La fusion entre Yahoo Japan et Line fait grandir l’espoir autour de la naissance d’une super app japonaise
Twitter est devenu une agora planétaire, où naissent des discussions, doublée d’un relais essentiel des médias, un terrain de jeu de l’information mais aussi de la désinformation. L’effet papillon s’est transformé en « oiseau bleu », emblème du réseau. Un tweet peut se révéler dévastateur. Ce sont essentiellement de courts messages écrits qui y sont postés, comme à l’origine en 2006. Depuis, seules les micro-évolutions ont été acceptées par les utilisateurs (les « twittos »), non sans vifs débats, tels que, en 2017, le doublement des messages postés à 280 caractères ou la possibilité de publier plusieurs messages enchaînés sous forme d’un « thread » (fil de messages). En revanche, le tournant de la vidéo entrepris avec la production de formats courts Vine ou la diffusion en direct avec Periscope n’a pas été couronné de succès. Loin s’en faut.
Couteau suisse numérique. En cela, la stratégie, plus subodorée qu’esquissée, de transformer la plateforme, dont le modèle économique repose essentiellement sur l’audience publicitaire, en super-application payante – dites «Super-App» – relève d’un pari à très haut risque. L’enjeu serait ici de devenir un couteau suisse apte à gérer nos vies numériques en un seul endroit en réunissant de très nombreuses fonctionnalités allant de l’e-commerce aux systèmes de paiement, en passant par l’information et la communication. D’omniprésent, le réseau se ferait omnipotent. Seul le chinois WeChat peut se targuer d’avoir réussi cette prouesse, fort, il est vrai, d’un marché captif et d’un milliard d’utilisateurs chaque jour.
Il n’est pas certain que les consommateurs soient prêts à payer pour une couche de services supplémentaires alors qu’ils sont durablement habitués à la gratuité, fut-elle une illusion, et à la qualité.
A certains égards, nos smartphones jouent aujourd’hui ce rôle de Super-app. Alors que leur facture numérique est déjà élevée (opérateur télécom + TV), il n’est pas certain que les consommateurs soient prêts à payer pour une couche de services supplémentaires alors qu’ils sont durablement habitués à la gratuité, fut-elle une illusion, et à la qualité. Pour ce faire, ceux-ci savent parfaitement jongler avec les applications pour en tirer le meilleur parti sans pour autant s’acquitter des frais qu’occasionnerait, par exemple, le recours à de plus grandes capacités de mémoire et de stockage. Au-delà, ne pas mettre tous ses œufs dans le même panier relève aussi d’une certaine forme d’indépendance vis-à-vis des plateformes et de protection de ses propres contenus. Ainsi, textes, photos, vidéos se retrouvent hébergés en plusieurs lieux virtuels où chacun sait parfaitement retrouver ses biens.

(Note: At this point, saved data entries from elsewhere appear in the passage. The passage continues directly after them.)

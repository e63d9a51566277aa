// ==========================================
// 仓储 ERP 后台 - 性能统计
// ==========================================
// 统计口径:
//   - 库存点查: 分配流水线里逐行发起的查询（替代料库位、箱型、成本、代发记录）
//   - SQL 语句数 / 慢 SQL: 依赖 rusqlite trace/profile 钩子，默认仅 Debug 开启
// 计数均为线程局部，由 PerfGuard 在生命周期结束时汇总输出
// ==========================================

use rusqlite::Connection;
use std::cell::Cell;
use std::sync::atomic::{AtomicBool, AtomicU64, Ordering};
use std::time::{Duration, Instant};

const ENV_PERF_SQL: &str = "ERP_BACKOFFICE_PERF_SQL";
const ENV_SLOW_SQL_MS: &str = "ERP_BACKOFFICE_SLOW_SQL_MS";

static PERF_SQL_ENABLED: AtomicBool = AtomicBool::new(false);
static SLOW_SQL_THRESHOLD_MS: AtomicU64 = AtomicU64::new(0);

// ==========================================
// LookupKind - 逐行库存点查种类
// ==========================================
#[derive(Debug, Clone, Copy, PartialEq, Eq)]
pub enum LookupKind {
    SubstituteD1Bin,
    SubstituteD5Bin,
    BoxCode,
    UnitCost,
    DropShipRecord,
}

impl LookupKind {
    const COUNT: usize = 5;

    pub const ALL: [LookupKind; LookupKind::COUNT] = [
        LookupKind::SubstituteD1Bin,
        LookupKind::SubstituteD5Bin,
        LookupKind::BoxCode,
        LookupKind::UnitCost,
        LookupKind::DropShipRecord,
    ];

    fn index(self) -> usize {
        match self {
            LookupKind::SubstituteD1Bin => 0,
            LookupKind::SubstituteD5Bin => 1,
            LookupKind::BoxCode => 2,
            LookupKind::UnitCost => 3,
            LookupKind::DropShipRecord => 4,
        }
    }

    /// 替代料链产生的点查
    pub fn is_substitute_chain(self) -> bool {
        matches!(
            self,
            LookupKind::SubstituteD1Bin | LookupKind::SubstituteD5Bin | LookupKind::BoxCode
        )
    }
}

thread_local! {
    static GUARD_DEPTH: Cell<u32> = Cell::new(0);
    static SQL_COUNT: Cell<u64> = Cell::new(0);
    static SLOW_SQL_COUNT: Cell<u64> = Cell::new(0);
    static LOOKUP_COUNTS: Cell<[u64; LookupKind::COUNT]> = Cell::new([0; LookupKind::COUNT]);
}

/// 记一次库存点查
pub fn record_lookup(kind: LookupKind) {
    LOOKUP_COUNTS.with(|c| {
        let mut counts = c.get();
        counts[kind.index()] = counts[kind.index()].saturating_add(1);
        c.set(counts);
    });
}

fn lookup_snapshot() -> [u64; LookupKind::COUNT] {
    LOOKUP_COUNTS.with(|c| c.get())
}

// ==========================================
// SQL trace / profile
// ==========================================

/// SQL 统计开关
#[derive(Debug, Clone, Copy, PartialEq, Eq)]
pub struct SqlTraceSettings {
    pub enabled: bool,
    pub slow_ms: u64,
}

impl SqlTraceSettings {
    /// 从环境变量读取
    ///
    /// - `ERP_BACKOFFICE_PERF_SQL`: 缺省时 Debug 开启、Release 关闭
    /// - `ERP_BACKOFFICE_SLOW_SQL_MS`: 慢 SQL 阈值，缺省 Debug 50ms / Release 200ms
    pub fn from_env() -> Self {
        Self::resolve(
            std::env::var(ENV_PERF_SQL).ok().as_deref(),
            std::env::var(ENV_SLOW_SQL_MS).ok().as_deref(),
            cfg!(debug_assertions),
        )
    }

    fn resolve(enabled: Option<&str>, slow_ms: Option<&str>, debug: bool) -> Self {
        let enabled = match enabled {
            Some(v) => matches!(
                v.trim().to_lowercase().as_str(),
                "1" | "true" | "yes" | "y" | "on"
            ),
            None => debug,
        };
        let slow_ms = slow_ms
            .and_then(|v| v.trim().parse::<u64>().ok())
            .unwrap_or(if debug { 50 } else { 200 });
        Self { enabled, slow_ms }
    }
}

/// 安装 SQLite trace/profile 钩子
pub fn install_sqlite_tracing(conn: &mut Connection) {
    let settings = SqlTraceSettings::from_env();
    PERF_SQL_ENABLED.store(settings.enabled, Ordering::Relaxed);
    SLOW_SQL_THRESHOLD_MS.store(settings.slow_ms, Ordering::Relaxed);

    if settings.enabled {
        conn.trace(Some(on_sql_statement));
        conn.profile(Some(on_sql_profile));
    } else {
        conn.trace(None);
        conn.profile(None);
    }
}

fn guard_active() -> bool {
    GUARD_DEPTH.with(|d| d.get() > 0)
}

fn on_sql_statement(_sql: &str) {
    if PERF_SQL_ENABLED.load(Ordering::Relaxed) && guard_active() {
        SQL_COUNT.with(|c| c.set(c.get().saturating_add(1)));
    }
}

fn on_sql_profile(sql: &str, duration: Duration) {
    if !PERF_SQL_ENABLED.load(Ordering::Relaxed) {
        return;
    }
    let ms = duration.as_millis() as u64;
    let threshold = SLOW_SQL_THRESHOLD_MS.load(Ordering::Relaxed);
    if threshold == 0 || ms < threshold {
        return;
    }

    let statement: String = sql.split_whitespace().collect::<Vec<_>>().join(" ");
    let statement: String = statement.chars().take(400).collect();
    tracing::warn!(target: "slow_sql", duration_ms = ms, sql = %statement, "slow sql");
    if guard_active() {
        SLOW_SQL_COUNT.with(|c| c.set(c.get().saturating_add(1)));
    }
}

// ==========================================
// PerfGuard
// ==========================================

/// 单次引擎调用的耗时与点查统计，Drop 时输出到 `perf` target
pub struct PerfGuard {
    op: &'static str,
    start: Instant,
    sql_start: u64,
    slow_sql_start: u64,
    lookups_start: [u64; LookupKind::COUNT],
    rows: Option<usize>,
}

impl PerfGuard {
    pub fn new(op: &'static str) -> Self {
        GUARD_DEPTH.with(|d| d.set(d.get().saturating_add(1)));
        Self {
            op,
            start: Instant::now(),
            sql_start: SQL_COUNT.with(|c| c.get()),
            slow_sql_start: SLOW_SQL_COUNT.with(|c| c.get()),
            lookups_start: lookup_snapshot(),
            rows: None,
        }
    }

    /// 登记本次处理的订单行数（用于折算每行点查数）
    pub fn set_rows(&mut self, rows: usize) {
        self.rows = Some(rows);
    }

    /// 本 Guard 生命周期内的 SQL 语句数（钩子未开启时恒为 0）
    pub fn sql_count(&self) -> u64 {
        SQL_COUNT.with(|c| c.get()).saturating_sub(self.sql_start)
    }

    pub fn lookup_count(&self, kind: LookupKind) -> u64 {
        lookup_snapshot()[kind.index()].saturating_sub(self.lookups_start[kind.index()])
    }

    /// 替代料链的点查总数
    pub fn substitute_lookups(&self) -> u64 {
        LookupKind::ALL
            .iter()
            .filter(|k| k.is_substitute_chain())
            .map(|&k| self.lookup_count(k))
            .sum()
    }

    pub fn total_lookups(&self) -> u64 {
        LookupKind::ALL.iter().map(|&k| self.lookup_count(k)).sum()
    }
}

impl Drop for PerfGuard {
    fn drop(&mut self) {
        let elapsed_ms = self.start.elapsed().as_millis() as u64;
        let slow_sql_count = SLOW_SQL_COUNT
            .with(|c| c.get())
            .saturating_sub(self.slow_sql_start);
        let lookups = self.total_lookups();
        let lookups_per_row = match self.rows {
            Some(rows) if rows > 0 => lookups as f64 / rows as f64,
            _ => 0.0,
        };

        tracing::info!(
            target: "perf",
            op = self.op,
            elapsed_ms,
            sql_count = self.sql_count(),
            slow_sql_count,
            rows = self.rows.unwrap_or(0),
            lookups,
            substitute_lookups = self.substitute_lookups(),
            unit_cost_lookups = self.lookup_count(LookupKind::UnitCost),
            drop_ship_lookups = self.lookup_count(LookupKind::DropShipRecord),
            lookups_per_row,
            "done"
        );

        GUARD_DEPTH.with(|d| d.set(d.get().saturating_sub(1)));
    }
}

#[cfg(test)]
mod tests {
    use super::*;

    #[test]
    fn test_sql_trace_settings() {
        let s = SqlTraceSettings::resolve(Some(" Yes "), Some("75"), false);
        assert!(s.enabled);
        assert_eq!(s.slow_ms, 75);

        let s = SqlTraceSettings::resolve(Some("off"), None, true);
        assert!(!s.enabled);
        assert_eq!(s.slow_ms, 50);

        let s = SqlTraceSettings::resolve(None, Some("x"), false);
        assert!(!s.enabled);
        assert_eq!(s.slow_ms, 200);
    }

    #[test]
    fn test_guard_counts_only_its_own_lookups() {
        record_lookup(LookupKind::UnitCost);

        let outer = PerfGuard::new("outer");
        record_lookup(LookupKind::SubstituteD1Bin);
        {
            let inner = PerfGuard::new("inner");
            record_lookup(LookupKind::SubstituteD5Bin);
            record_lookup(LookupKind::BoxCode);
            assert_eq!(inner.substitute_lookups(), 2);
            assert_eq!(inner.lookup_count(LookupKind::SubstituteD1Bin), 0);
        }
        record_lookup(LookupKind::DropShipRecord);

        assert_eq!(outer.substitute_lookups(), 3);
        assert_eq!(outer.lookup_count(LookupKind::UnitCost), 0);
        assert_eq!(outer.total_lookups(), 4);
    }
}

S’il entend, comme il l’avait dévoilé au printemps, multiplier par quatre le nombre des utilisateurs de Twitter, en visant le milliard à la fin de la décennie, pour multiplier ses revenus par cinq, avec un objectif de chiffre d’affaires annuel de 25 milliards de dollars, Elon Musk va devoir résoudre cette équation paradoxale consistant à ouvrir un peu plus grandes les portes du réseau, au risque d’être moins regardant sur la modération des contenus en particulier, tout en tentant de vendre, au sens propre, l’idée d’être dans un environnement sécurisé. Pour conquérir un nouveau public, l’idée de recourir à la constellation de satellites Starlink, dont le magnat est aussi propriétaire, pourrait être séduisante en dépit des investissements que cela nécessiterait là où ses créanciers ont besoin désormais d’être rassurés. De plus, permettre l’accès à ses services reviendrait à l’ouvrir aussi à ceux de ses concurrents. Les réseaux sociaux, Twitter au premier chef, sont condamnés à composer avec les communautés qu’ils ont contribué à créer.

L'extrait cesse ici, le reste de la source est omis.